◆ Exercise details
The records below need retyping in full; give them again exactly.
[Opening Extracted entries section]
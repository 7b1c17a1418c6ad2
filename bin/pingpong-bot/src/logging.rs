use std::path::Path;

use tracing_appender::non_blocking::WorkerGuard;
use tracing_subscriber::{fmt, layer::SubscriberExt, EnvFilter, Layer};

/// Installs the three log sinks spec §6 "Logs" calls for: a pretty stream
/// to stderr, plus two append-only rolling files under `${DATA_PATH}/` —
/// one filtered to WARN and above, one to DEBUG and above. Returns the
/// non-blocking writer guards; they must be held for the process's
/// lifetime, since dropping one flushes and stops its worker thread.
pub fn init(data_path: &Path) -> eyre::Result<(WorkerGuard, WorkerGuard)> {
    std::fs::create_dir_all(data_path)?;

    let warn_appender = tracing_appender::rolling::daily(data_path, "pingpong-bot.warn.log");
    let (warn_writer, warn_guard) = tracing_appender::non_blocking(warn_appender);
    let warn_layer = fmt::layer().with_writer(warn_writer).with_ansi(false).with_filter(EnvFilter::new("warn"));

    let debug_appender = tracing_appender::rolling::daily(data_path, "pingpong-bot.debug.log");
    let (debug_writer, debug_guard) = tracing_appender::non_blocking(debug_appender);
    let debug_layer = fmt::layer().with_writer(debug_writer).with_ansi(false).with_filter(EnvFilter::new("debug"));

    let stderr_layer = fmt::layer().pretty().with_writer(std::io::stderr).with_filter(EnvFilter::from_default_env());

    tracing_subscriber::registry().with(stderr_layer).with(warn_layer).with(debug_layer).init();

    Ok((warn_guard, debug_guard))
}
[Closing Extracted entries section]
◆ Response area
repository 7b1c17a1418c6ad2
filename bin/pingpong-bot/src/logging.rs
use std::path::Path;

use tracing_appender::non_blocking::WorkerGuard;
use tracing_subscriber::{fmt, layer::SubscriberExt, EnvFilter, Layer};

/// Installs the three log sinks spec §6 "Logs" calls for: a pretty stream
/// to stderr, plus two append-only rolling files under `${DATA_PATH}/` —
/// one filtered to WARN and above, one to DEBUG and above. Returns the
/// non-blocking writer guards; they must be held for the process's
/// lifetime, since dropping one flushes and stops its worker thread.
pub fn init(data_path: &Path) -> eyre::Result<(WorkerGuard, WorkerGuard)> {
    std::fs::create_dir_all(data_path)?;

    let warn_appender = tracing_appender::rolling::daily(data_path, "pingpong-bot.warn.log");
    let (warn_writer, warn_guard) = tracing_appender::non_blocking(warn_appender);
    let warn_layer = fmt::layer().with_writer(warn_writer).with_ansi(false).with_filter(EnvFilter::new("warn"));

    let debug_appender = tracing_appender::rolling::daily(data_path, "pingpong-bot.debug.log");
    let (debug_writer, debug_guard) = tracing_appender::non_blocking(debug_appender);
    let debug_layer = fmt::layer().with_writer(debug_writer).with_ansi(false).with_filter(EnvFilter::new("debug"));

    let stderr_layer = fmt::layer().pretty().with_writer(std::io::stderr).with_filter(EnvFilter::from_default_env());

    tracing_subscriber::registry().with(stderr_layer).with(warn_layer).with(debug_layer).init();

    Ok((warn_guard, debug_guard))
}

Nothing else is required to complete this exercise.